Researchers concluded: (their study) “confirms the report that zinc supplementation lowers the blood pressure of salt-loaded hypertensive rats.”
Examine the bar chart below that reveals the measure of blood pressure reduction with minerals (% reduction in BP). Group III is salt loaded; group IV is salt-loaded + manganese. Group V is salt-loaded + zinc; Group VI is salt-loaded + 3 minerals. This suggests a multivitamin with these minerals may help maintain blood pressure within the normal range.
In a telling laboratory experiment, rats were fed a high sodium (salt) diet for 5 weeks to induce high blood pressure and then consumed a trio of minerals (zinc, manganese, copper) that are co-factors in internal enzymatic antioxidants (catalase, glutathione, superoxide dismutase). The mineral-supplemented animals experienced a dramatic 47% decline in blood pressure.
In a landmark animal study published in Oxidative Medicine & Cellular Longevity, salt-loaded lab rats gained weight as fluid volume increased and also experienced a rise in blood glucose levels, insulin and insulin resistance. Provision of the mineral trio reduced weight of these animals. Zinc alone reduced resting (diastolic) blood pressure by 20.68%. The mineral trio protected against atherosclerosis (buildup of plaque inside arteries) by 60.79%, far better than any single mineral.

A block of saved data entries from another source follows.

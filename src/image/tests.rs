use super::*;

fn gradient(width: u32, height: u32) -> Image {
    let mut image = Image::new(width, height);
    for y in 0..height {
        for x in 0..width {
            image.set(x, y, Color::from_rgb8(x as u8, y as u8, 0));
        }
    }
    image
}

#[test]
fn flip_mirrors_columns() {
    let image = gradient(3, 2);
    let flipped = image.flip_horizontal();
    assert_eq!(flipped.resolution(), image.resolution());
    for y in 0..2 {
        for x in 0..3 {
            assert_eq!(flipped.get(x, y), image.get(2 - x, y));
        }
    }

    let mut in_place = image.clone();
    in_place.flip_horizontal_in_place();
    assert_eq!(in_place.data(), flipped.data());
}

#[test]
fn get_set_out_of_bounds() {
    let mut image = Image::new(2, 2);
    image.set(5, 0, Color::WHITE);
    assert_eq!(image.get(5, 0), None);
    assert_eq!(image.get(1, 1), Some(Color::NULL));

    image.clear(Color::BLUE);
    assert!(image.data().chunks(4).all(|px| px == [0, 0, 255, 255]));
}

#[test]
fn view_outside_reads_null() {
    let image = gradient(4, 4);
    let view = image.view(Rect::from_top_left(-2.0, 2.0, 4.0, 4.0));
    assert_eq!(view.resolution(), Resolution::new(4, 4));
    assert_eq!(view.get(0, 0), Color::NULL);
    assert_eq!(view.get(2, 0), Color::from_rgb8(0, 2, 0));
    assert_eq!(view.get(3, 1), Color::from_rgb8(1, 3, 0));
    // Row 4 of the image does not exist.
    assert_eq!(view.get(2, 2), Color::NULL);

    let copy = view.to_image();
    assert_eq!(copy.get(3, 1), Some(Color::from_rgb8(1, 3, 0)));
    assert_eq!(copy.get(0, 3), Some(Color::NULL));
}

#[test]
fn view_sampling() {
    let image = gradient(4, 4);
    let view = image.view(image.rect());
    assert_eq!(view.sample(0.0, 0.0), Color::from_rgb8(0, 0, 0));
    assert_eq!(view.sample(0.99, 0.5), Color::from_rgb8(3, 2, 0));
    assert_eq!(view.sample(1.5, 0.0), Color::NULL);
}

#[test]
fn from_rgba8_checks_size() {
    let res = Resolution::new(2, 1);
    assert!(Image::from_rgba8(res, &[0; 7]).is_err());
    let image = Image::from_rgba8(res, &[1, 2, 3, 4, 5, 6, 7, 8]).unwrap();
    assert_eq!(image.get(1, 0), Some(Color([5, 6, 7, 8])));
}

#[test]
fn corrupt_jpeg_is_an_error() {
    assert!(Image::decode_jpeg(&[0xFF, 0xD8, 0x00, 0x01]).is_err());
}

Catalase, glutathione and SOD activity increased and therefore prevented elevation of blood pressure.
This study is very instructive as it points away from the current use of synthetic drugs towards less problematic and economical mineral therapy.
The mineral trio not only normalized blood pressure but improved insulin resistance and significantly lowered blood lipids (triglycerides, LDL cholesterol and atherosclerosis. In other words, what is modern medicine using statin drugs for when the problem of elevated cholesterol originates from a shortage of mineral-generated antioxidant
Blood pressure equalizer
There is a blood pressure equalizer. In the face of zinc deficiency, adequacy of other minerals can negate the blood pressure elevating effect of low zinc. Over 20 years ago it was reported that where there is higher consumption of calcium, potassium and magnesium, the simultaneous ingestion of sodium is not associated with elevated blood pressure. The conundrum that arises is that the lowest blood pressure readings are reported in human populations where sodium intake is high. It is believed adequate intake of other minerals negates the adverse effects of salt intake. Hard-water areas of the U.S. may be protective against hypertension.
Reduced intake of magnesium is also associated with salt craving.
Mineral-rich bottled water may help avert fructose-induced metabolic issues including hypertension. Brands of magnesium-rich and mineral-rich bottled water are available.
Zinc shouldn’t be a secret
Zinc has to be one of the best-kept secrets that props up over-reliance upon doctoring and prescription drugs. Should the American population ever achieve zinc adequacy, it would be the end of modern medicine as we know it.
In recent times this author has written authoritative reports linking zinc deficiency to atrial fibrillation, dyslexia in school children, arterial disease leading to heart failure, weakened immunity (impaired T-cell activation) that leads to cancer, and overreliance upon vaccines. Modern medicine relies on the perpetuation of widespread zinc deficiency to ensure it has plenty of disease to treat. Sadly, the American population is being gamed.
What to do
According to the data presented in this report, zinc, magnesium, manganese, selenium, vitamin B6, folic acid and vitamin E have been identified as important nutritional factors in the control of hypertension.
While correction of diminished taste acuity that leads to unconscious salt craving can be accomplished with zinc supplementation, vitamin A and magnesium have also been identified as nutrients that correct for loss of taste in foods.
A strong rationale could also be made for copper-free multivitamins.
A properly measured supply of these nutrients can best be acquired in a well-designed multivitamin.